Task inputs:
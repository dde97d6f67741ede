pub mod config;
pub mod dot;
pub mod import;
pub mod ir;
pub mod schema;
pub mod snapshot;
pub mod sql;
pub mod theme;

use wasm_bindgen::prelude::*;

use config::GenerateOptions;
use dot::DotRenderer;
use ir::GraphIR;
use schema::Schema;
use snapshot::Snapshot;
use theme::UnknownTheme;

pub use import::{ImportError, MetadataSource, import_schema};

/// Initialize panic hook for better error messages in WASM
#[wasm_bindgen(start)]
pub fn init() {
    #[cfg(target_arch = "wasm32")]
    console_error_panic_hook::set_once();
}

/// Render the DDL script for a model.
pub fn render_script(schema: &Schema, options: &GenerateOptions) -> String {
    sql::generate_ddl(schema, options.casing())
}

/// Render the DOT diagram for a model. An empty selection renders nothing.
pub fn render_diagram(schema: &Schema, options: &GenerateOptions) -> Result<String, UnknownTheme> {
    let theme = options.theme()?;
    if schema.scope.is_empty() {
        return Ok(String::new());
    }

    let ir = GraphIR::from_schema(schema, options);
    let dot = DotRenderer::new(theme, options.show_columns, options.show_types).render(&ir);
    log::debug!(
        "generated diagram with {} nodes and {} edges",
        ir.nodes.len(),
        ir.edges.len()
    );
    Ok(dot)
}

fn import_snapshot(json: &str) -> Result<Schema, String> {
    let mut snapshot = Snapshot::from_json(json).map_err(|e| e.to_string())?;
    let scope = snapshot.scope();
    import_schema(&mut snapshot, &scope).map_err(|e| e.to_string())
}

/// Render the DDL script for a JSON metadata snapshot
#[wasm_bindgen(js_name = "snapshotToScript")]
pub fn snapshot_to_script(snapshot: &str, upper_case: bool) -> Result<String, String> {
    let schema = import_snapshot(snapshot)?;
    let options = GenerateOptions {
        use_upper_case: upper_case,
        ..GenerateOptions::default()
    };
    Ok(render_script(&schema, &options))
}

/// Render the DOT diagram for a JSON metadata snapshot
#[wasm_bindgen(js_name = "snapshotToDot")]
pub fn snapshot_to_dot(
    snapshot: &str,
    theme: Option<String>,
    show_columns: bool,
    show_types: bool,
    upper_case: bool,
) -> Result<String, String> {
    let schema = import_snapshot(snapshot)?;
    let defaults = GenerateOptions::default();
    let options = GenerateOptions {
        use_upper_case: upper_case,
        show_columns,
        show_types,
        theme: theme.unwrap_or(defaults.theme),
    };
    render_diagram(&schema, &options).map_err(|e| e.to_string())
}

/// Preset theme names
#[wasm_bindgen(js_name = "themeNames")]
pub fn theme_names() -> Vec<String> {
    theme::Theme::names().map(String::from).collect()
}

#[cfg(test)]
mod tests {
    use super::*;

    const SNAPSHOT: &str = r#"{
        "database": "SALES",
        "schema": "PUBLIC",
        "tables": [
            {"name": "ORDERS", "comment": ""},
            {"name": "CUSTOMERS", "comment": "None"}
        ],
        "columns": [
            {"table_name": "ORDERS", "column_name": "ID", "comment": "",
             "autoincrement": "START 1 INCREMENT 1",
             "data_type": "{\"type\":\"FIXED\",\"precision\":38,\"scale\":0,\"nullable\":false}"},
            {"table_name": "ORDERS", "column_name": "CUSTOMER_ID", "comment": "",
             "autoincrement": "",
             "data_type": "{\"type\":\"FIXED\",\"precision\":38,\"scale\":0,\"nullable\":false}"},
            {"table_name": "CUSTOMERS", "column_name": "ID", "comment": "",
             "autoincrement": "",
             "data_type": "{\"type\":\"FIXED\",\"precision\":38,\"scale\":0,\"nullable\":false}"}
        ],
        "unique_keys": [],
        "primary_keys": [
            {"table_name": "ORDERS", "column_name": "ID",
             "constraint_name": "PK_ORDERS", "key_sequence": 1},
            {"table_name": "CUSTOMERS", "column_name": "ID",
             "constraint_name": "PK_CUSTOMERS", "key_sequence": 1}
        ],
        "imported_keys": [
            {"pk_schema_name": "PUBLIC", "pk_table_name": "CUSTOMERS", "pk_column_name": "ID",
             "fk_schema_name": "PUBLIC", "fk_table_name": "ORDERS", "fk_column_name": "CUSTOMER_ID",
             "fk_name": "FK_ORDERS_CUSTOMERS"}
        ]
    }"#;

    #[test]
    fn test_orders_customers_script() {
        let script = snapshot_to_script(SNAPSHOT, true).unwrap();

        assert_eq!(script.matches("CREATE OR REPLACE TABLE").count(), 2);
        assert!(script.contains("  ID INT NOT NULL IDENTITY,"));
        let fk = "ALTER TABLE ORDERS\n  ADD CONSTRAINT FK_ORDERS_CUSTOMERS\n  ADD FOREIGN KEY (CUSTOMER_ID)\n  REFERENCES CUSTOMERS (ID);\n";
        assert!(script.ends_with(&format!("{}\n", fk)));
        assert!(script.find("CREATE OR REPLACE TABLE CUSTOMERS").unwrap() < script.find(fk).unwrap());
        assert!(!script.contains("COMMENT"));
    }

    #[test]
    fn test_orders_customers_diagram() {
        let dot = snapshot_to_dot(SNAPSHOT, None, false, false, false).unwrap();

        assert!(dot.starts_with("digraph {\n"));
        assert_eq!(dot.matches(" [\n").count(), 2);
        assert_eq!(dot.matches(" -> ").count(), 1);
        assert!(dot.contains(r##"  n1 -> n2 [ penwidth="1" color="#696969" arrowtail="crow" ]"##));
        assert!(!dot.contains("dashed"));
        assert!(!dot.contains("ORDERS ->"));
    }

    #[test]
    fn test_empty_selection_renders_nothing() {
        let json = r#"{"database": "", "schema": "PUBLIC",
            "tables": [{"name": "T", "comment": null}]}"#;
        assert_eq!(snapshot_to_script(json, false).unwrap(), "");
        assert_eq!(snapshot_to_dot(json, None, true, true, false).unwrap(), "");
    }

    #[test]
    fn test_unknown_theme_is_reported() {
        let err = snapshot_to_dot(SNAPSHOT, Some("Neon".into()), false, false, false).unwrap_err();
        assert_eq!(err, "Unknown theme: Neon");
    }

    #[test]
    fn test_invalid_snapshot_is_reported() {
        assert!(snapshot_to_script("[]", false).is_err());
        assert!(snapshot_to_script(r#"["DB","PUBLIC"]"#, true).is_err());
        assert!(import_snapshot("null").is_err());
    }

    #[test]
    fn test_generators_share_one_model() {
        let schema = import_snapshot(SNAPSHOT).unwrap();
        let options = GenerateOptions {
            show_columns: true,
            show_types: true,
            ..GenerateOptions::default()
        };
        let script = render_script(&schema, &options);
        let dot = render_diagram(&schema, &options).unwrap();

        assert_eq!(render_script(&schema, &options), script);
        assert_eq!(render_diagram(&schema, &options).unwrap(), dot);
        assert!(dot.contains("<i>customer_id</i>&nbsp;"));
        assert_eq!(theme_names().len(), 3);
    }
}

Requirement:
Which lines above include "config"? Show each of them by copying it.

Answer section:
pub mod config;
use config::GenerateOptions;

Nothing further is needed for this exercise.